HMRC reports fall in property transactions

HM Revenue & Customs has reported that its provisional seasonally adjusted UK property transaction count for September 2016 was 93,130 residential and 9,670 non-residential transactions.

The seasonally adjusted estimate of the number of residential property transactions decreased by 4.3% between August 2016 and September 2016. This month’s seasonally adjusted figure is 11.3% lower compared with the same month last year. Chart 1A shows the historic time series for residential property transactions.

HMRC said the large increase in transactions for March 2016 followed by the substantial reduction in April is likely to be associated with the introduction of the higher rates on additional properties in April 2016. However, whilst April and May 2016 are lower than the corresponding months in 2015, HMRC said it should be noted that the total for Quarter 1 to Quarter 2 of 2016 is still substantially higher than the corresponding period last year.

The additional property rates were announced in the Autumn Statement 2015 for England, Wales and Northern Ireland, and in the Scottish Government’s draft 2016-17 budget for Scotland.

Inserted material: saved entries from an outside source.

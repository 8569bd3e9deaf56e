//! Bounded, human-readable log of serial traffic.

/// Marker inserted when traffic switches to device → host.
const READ_MARKER: &str = "🡄 ";
/// Marker inserted when traffic switches to host → device.
const WRITE_MARKER: &str = "🡆 ";

/// Traffic direction.
#[derive(Debug, Clone, Copy, PartialEq, Eq)]
pub(crate) enum Direction {
    /// Device → host.
    Read,
    /// Host → device.
    Write,
}

/// Append-only ring of rendered traffic, bounded to `capacity` bytes.
///
/// Control characters other than CR and LF are shown in caret notation
/// (`0x03` → `^C`).
#[derive(Debug)]
pub(crate) struct TrafficLog {
    /// Rendered text, oldest first.
    buffer: String,
    /// Maximum length of `buffer` in bytes.
    capacity: usize,
    /// Direction of the last recorded chunk.
    last: Option<Direction>,
}

impl TrafficLog {
    /// Creates an empty log.
    pub(crate) const fn new(capacity: usize) -> Self {
        Self {
            buffer: String::new(),
            capacity,
            last: None,
        }
    }

    /// Appends a chunk of traffic.
    pub(crate) fn record(&mut self, direction: Direction, data: &[u8]) {
        if self.last != Some(direction) {
            self.last = Some(direction);
            self.buffer.push_str(match direction {
                Direction::Read => READ_MARKER,
                Direction::Write => WRITE_MARKER,
            });
        }
        for c in String::from_utf8_lossy(data).chars() {
            match c {
                '\r' | '\n' => self.buffer.push(c),
                c if u32::from(c) < 0x20 => {
                    self.buffer.push('^');
                    self.buffer.push(char::from(b'@' + c as u8));
                }
                c => self.buffer.push(c),
            }
        }
        self.trim();
    }

    /// Drops the oldest text beyond capacity, on a char boundary.
    fn trim(&mut self) {
        if self.buffer.len() <= self.capacity {
            return;
        }
        let mut cut = self.buffer.len() - self.capacity;
        while !self.buffer.is_char_boundary(cut) {
            cut += 1;
        }
        self.buffer.drain(..cut);
    }

    /// The rendered log.
    pub(crate) fn contents(&self) -> &str {
        &self.buffer
    }
}
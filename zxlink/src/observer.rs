//! Ordered observer lists for transport and executor notifications.

use std::fmt;
use std::sync::{Arc, Mutex, PoisonError};

/// A registered handler.
type Handler<T> = Arc<dyn Fn(&T) + Send + Sync>;

/// Handlers invoked in registration order.
///
/// Handlers run synchronously on the notifying task and must not block.
pub struct Observers<T: ?Sized> {
    /// Registered handlers, oldest first.
    handlers: Mutex<Vec<Handler<T>>>,
}

impl<T: ?Sized> Observers<T> {
    /// Creates an empty list.
    pub(crate) const fn new() -> Self {
        Self {
            handlers: Mutex::new(Vec::new()),
        }
    }

    /// Appends a handler.
    pub(crate) fn add(&self, handler: impl Fn(&T) + Send + Sync + 'static) {
        self.handlers
            .lock()
            .unwrap_or_else(PoisonError::into_inner)
            .push(Arc::new(handler));
    }

    /// Invokes every handler with `value`.
    ///
    /// The list is snapshotted first, so a handler may register others.
    pub(crate) fn notify(&self, value: &T) {
        let handlers = self
            .handlers
            .lock()
            .unwrap_or_else(PoisonError::into_inner)
            .clone();
        for handler in &handlers {
            handler(value);
        }
    }

    /// Number of registered handlers.
    pub(crate) fn len(&self) -> usize {
        self.handlers
            .lock()
            .unwrap_or_else(PoisonError::into_inner)
            .len()
    }
}

impl<T: ?Sized> fmt::Debug for Observers<T> {
    fn fmt(&self, f: &mut fmt::Formatter<'_>) -> fmt::Result {
        f.debug_struct("Observers")
            .field("len", &self.len())
            .finish()
    }
}

#[cfg(test)]
mod tests {
    use super::*;

    #[test]
    fn runs_in_registration_order() {
        let seen = Arc::new(Mutex::new(Vec::new()));
        let observers: Observers<u8> = Observers::new();
        for tag in ["first", "second", "third"] {
            let seen = Arc::clone(&seen);
            observers.add(move |v| seen.lock().unwrap_or_else(PoisonError::into_inner).push((tag, *v)));
        }
        observers.notify(&7);
        let seen = seen.lock().unwrap_or_else(PoisonError::into_inner);
        assert_eq!(*seen, vec![("first", 7), ("second", 7), ("third", 7)]);
    }

    #[test]
    fn unsized_payloads() {
        let observers: Observers<[u8]> = Observers::new();
        let total = Arc::new(Mutex::new(0usize));
        let t = Arc::clone(&total);
        observers.add(move |chunk| *t.lock().unwrap_or_else(PoisonError::into_inner) += chunk.len());
        observers.notify(b"abc");
        observers.notify(b"de");
        assert_eq!(*total.lock().unwrap_or_else(PoisonError::into_inner), 5);
        assert_eq!(observers.len(), 1);
    }
}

Non-tax factors may have played a role as well, for example the Bank of England’s plans to curb Buy-to-Let mortgages resulting in a rush to purchase before April 2016, and the EU Referendum affecting transactions in recent months. The residential count includes properties paying the main and additional rates.

For September 2016 the number of non-adjusted residential transactions was about 5.7% lower compared with August 2016. The number of non-adjusted residential transactions was 5.3% lower than in September 2015.

Jeremy Duncombe, director of Legal & General Mortgage Club, said: “The market has obviously experienced a great deal of fluctuation and uncertainty over recent months – and today’s figures showing a decrease in transactions add to this tumultuous picture.

“However, it is important not to be distracted from the critical issue: a supply and demand crisis that is plaguing the housing market. Today marks 100 days since the new Prime Minister took office. It’s high time, as we approach the Autumn Statement, that the government ends years of procrastination over our housing market and embarks on a radical construction programme that will see our children and grandchildren have the best opportunity to make their first step onto the property ladder.”